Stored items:
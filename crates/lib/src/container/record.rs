//! Records with dynamically added named fields.

use std::collections::HashMap;
use std::fmt;

use super::Value;

/// An ordered set of named fields.
///
/// A `Record` is the assignable container shape. Fields can be added and
/// removed freely and iterate in the order they were first assigned.
/// Equality ignores field order.
#[derive(Debug, Clone, Default)]
#[cfg_attr(
    feature = "serde",
    derive(serde::Serialize, serde::Deserialize),
    serde(from = "RecordData")
)]
pub struct Record {
    fields: Vec<(String, Value)>,
    #[cfg_attr(feature = "serde", serde(skip_serializing))]
    positions: HashMap<String, usize>,
}

impl Record {
    /// Creates a new record without fields
    pub fn new() -> Self {
        Self {
            fields: Vec::new(),
            positions: HashMap::new(),
        }
    }

    /// Returns the number of fields
    pub fn len(&self) -> usize {
        self.fields.len()
    }

    /// Returns true if the record has no fields
    pub fn is_empty(&self) -> bool {
        self.fields.is_empty()
    }

    /// Returns true if the record has a field with this name
    pub fn contains_key(&self, name: &str) -> bool {
        self.positions.contains_key(name)
    }

    /// Gets a field by name
    pub fn get(&self, name: &str) -> Option<&Value> {
        let position = *self.positions.get(name)?;
        Some(&self.fields[position].1)
    }

    /// Gets a mutable reference to a field by name
    pub fn get_mut(&mut self, name: &str) -> Option<&mut Value> {
        let position = *self.positions.get(name)?;
        Some(&mut self.fields[position].1)
    }

    /// Gets a field, creating it from `f` first if absent
    pub fn get_or_insert_with(&mut self, name: &str, f: impl FnOnce() -> Value) -> &mut Value {
        let position = match self.positions.get(name) {
            Some(position) => *position,
            None => self.append(name.to_string(), f()),
        };
        &mut self.fields[position].1
    }

    /// Assigns a field, returns the previous value if the field existed
    pub fn set(&mut self, name: impl Into<String>, value: impl Into<Value>) -> Option<Value> {
        let name = name.into();
        let value = value.into();
        match self.positions.get(&name) {
            Some(position) => Some(std::mem::replace(&mut self.fields[*position].1, value)),
            None => {
                self.append(name, value);
                None
            }
        }
    }

    /// Removes a field, returns its value if it existed
    pub fn remove(&mut self, name: &str) -> Option<Value> {
        let position = self.positions.remove(name)?;
        let (_, value) = self.fields.remove(position);
        for (name, _) in &self.fields[position..] {
            if let Some(shifted) = self.positions.get_mut(name) {
                *shifted -= 1;
            }
        }
        Some(value)
    }

    /// Returns an iterator over all fields in assignment order
    pub fn iter(&self) -> impl Iterator<Item = (&str, &Value)> {
        self.fields.iter().map(|(n, v)| (n.as_str(), v))
    }

    /// Returns a mutable iterator over all fields in assignment order
    pub fn iter_mut(&mut self) -> impl Iterator<Item = (&str, &mut Value)> {
        self.fields.iter_mut().map(|(n, v)| (n.as_str(), v))
    }

    /// Returns an iterator over all field names
    pub fn names(&self) -> impl Iterator<Item = &str> {
        self.fields.iter().map(|(n, _)| n.as_str())
    }

    /// Returns an iterator over all field values
    pub fn values(&self) -> impl Iterator<Item = &Value> {
        self.fields.iter().map(|(_, v)| v)
    }

    /// Builder method to set a field and return self
    pub fn with(mut self, name: impl Into<String>, value: impl Into<Value>) -> Self {
        self.set(name, value);
        self
    }

    fn append(&mut self, name: String, value: Value) -> usize {
        let position = self.fields.len();
        self.positions.insert(name.clone(), position);
        self.fields.push((name, value));
        position
    }
}

impl PartialEq for Record {
    fn eq(&self, other: &Self) -> bool {
        self.len() == other.len()
            && self
                .fields
                .iter()
                .all(|(name, value)| other.get(name) == Some(value))
    }
}

impl fmt::Display for Record {
    fn fmt(&self, f: &mut fmt::Formatter<'_>) -> fmt::Result {
        write!(f, "{{")?;
        let mut first = true;
        for (name, value) in self.iter() {
            if !first {
                write!(f, ", ")?;
            }
            write!(f, "{name}: {value}")?;
            first = false;
        }
        write!(f, "}}")
    }
}

impl<N: Into<String>, V: Into<Value>> FromIterator<(N, V)> for Record {
    fn from_iter<T: IntoIterator<Item = (N, V)>>(iter: T) -> Self {
        let mut record = Record::new();
        for (name, value) in iter {
            record.set(name, value);
        }
        record
    }
}

impl IntoIterator for Record {
    type Item = (String, Value);
    type IntoIter = std::vec::IntoIter<(String, Value)>;

    fn into_iter(self) -> Self::IntoIter {
        self.fields.into_iter()
    }
}

/// Serialized form of a [`Record`]
#[cfg(feature = "serde")]
#[derive(serde::Deserialize)]
struct RecordData {
    fields: Vec<(String, Value)>,
}

#[cfg(feature = "serde")]
impl From<RecordData> for Record {
    fn from(data: RecordData) -> Self {
        data.fields.into_iter().collect()
    }
}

▸ **GOAL OF THE EXERCISE**
Line by line, transcribe the data exactly.

▸ **RESPONSE**
filename crates/lib/src/container/record.rs
//! Records with dynamically added named fields.

use std::collections::HashMap;
use std::fmt;

use super::Value;

/// An ordered set of named fields.
///
/// A `Record` is the assignable container shape. Fields can be added and
/// removed freely and iterate in the order they were first assigned.
/// Equality ignores field order.
#[derive(Debug, Clone, Default)]
#[cfg_attr(
    feature = "serde",
    derive(serde::Serialize, serde::Deserialize),
    serde(from = "RecordData")
)]
pub struct Record {
    fields: Vec<(String, Value)>,
    #[cfg_attr(feature = "serde", serde(skip_serializing))]
    positions: HashMap<String, usize>,
}

impl Record {
    /// Creates a new record without fields
    pub fn new() -> Self {
        Self {
            fields: Vec::new(),
            positions: HashMap::new(),
        }
    }

    /// Returns the number of fields
    pub fn len(&self) -> usize {
        self.fields.len()
    }

    /// Returns true if the record has no fields
    pub fn is_empty(&self) -> bool {
        self.fields.is_empty()
    }

    /// Returns true if the record has a field with this name
    pub fn contains_key(&self, name: &str) -> bool {
        self.positions.contains_key(name)
    }

    /// Gets a field by name
    pub fn get(&self, name: &str) -> Option<&Value> {
        let position = *self.positions.get(name)?;
        Some(&self.fields[position].1)
    }

    /// Gets a mutable reference to a field by name
    pub fn get_mut(&mut self, name: &str) -> Option<&mut Value> {
        let position = *self.positions.get(name)?;
        Some(&mut self.fields[position].1)
    }

    /// Gets a field, creating it from `f` first if absent
    pub fn get_or_insert_with(&mut self, name: &str, f: impl FnOnce() -> Value) -> &mut Value {
        let position = match self.positions.get(name) {
            Some(position) => *position,
            None => self.append(name.to_string(), f()),
        };
        &mut self.fields[position].1
    }

    /// Assigns a field, returns the previous value if the field existed
    pub fn set(&mut self, name: impl Into<String>, value: impl Into<Value>) -> Option<Value> {
        let name = name.into();
        let value = value.into();
        match self.positions.get(&name) {
            Some(position) => Some(std::mem::replace(&mut self.fields[*position].1, value)),
            None => {
                self.append(name, value);
                None
            }
        }
    }

    /// Removes a field, returns its value if it existed
    pub fn remove(&mut self, name: &str) -> Option<Value> {
        let position = self.positions.remove(name)?;
        let (_, value) = self.fields.remove(position);
        for (name, _) in &self.fields[position..] {
            if let Some(shifted) = self.positions.get_mut(name) {
                *shifted -= 1;
            }
        }
        Some(value)
    }

    /// Returns an iterator over all fields in assignment order
    pub fn iter(&self) -> impl Iterator<Item = (&str, &Value)> {
        self.fields.iter().map(|(n, v)| (n.as_str(), v))
    }

    /// Returns a mutable iterator over all fields in assignment order
    pub fn iter_mut(&mut self) -> impl Iterator<Item = (&str, &mut Value)> {
        self.fields.iter_mut().map(|(n, v)| (n.as_str(), v))
    }

    /// Returns an iterator over all field names
    pub fn names(&self) -> impl Iterator<Item = &str> {
        self.fields.iter().map(|(n, _)| n.as_str())
    }

    /// Returns an iterator over all field values
    pub fn values(&self) -> impl Iterator<Item = &Value> {
        self.fields.iter().map(|(_, v)| v)
    }

    /// Builder method to set a field and return self
    pub fn with(mut self, name: impl Into<String>, value: impl Into<Value>) -> Self {
        self.set(name, value);
        self
    }

    fn append(&mut self, name: String, value: Value) -> usize {
        let position = self.fields.len();
        self.positions.insert(name.clone(), position);
        self.fields.push((name, value));
        position
    }
}

impl PartialEq for Record {
    fn eq(&self, other: &Self) -> bool {
        self.len() == other.len()
            && self
                .fields
                .iter()
                .all(|(name, value)| other.get(name) == Some(value))
    }
}

impl fmt::Display for Record {
    fn fmt(&self, f: &mut fmt::Formatter<'_>) -> fmt::Result {
        write!(f, "{{")?;
        let mut first = true;
        for (name, value) in self.iter() {
            if !first {
                write!(f, ", ")?;
            }
            write!(f, "{name}: {value}")?;
            first = false;
        }
        write!(f, "}}")
    }
}

impl<N: Into<String>, V: Into<Value>> FromIterator<(N, V)> for Record {
    fn from_iter<T: IntoIterator<Item = (N, V)>>(iter: T) -> Self {
        let mut record = Record::new();
        for (name, value) in iter {
            record.set(name, value);
        }
        record
    }
}

impl IntoIterator for Record {
    type Item = (String, Value);
    type IntoIter = std::vec::IntoIter<(String, Value)>;

    fn into_iter(self) -> Self::IntoIter {
        self.fields.into_iter()
    }
}

/// Serialized form of a [`Record`]
#[cfg(feature = "serde")]
#[derive(serde::Deserialize)]
struct RecordData {
    fields: Vec<(String, Value)>,
}

#[cfg(feature = "serde")]
impl From<RecordData> for Record {
    fn from(data: RecordData) -> Self {
        data.fields.into_iter().collect()
    }
}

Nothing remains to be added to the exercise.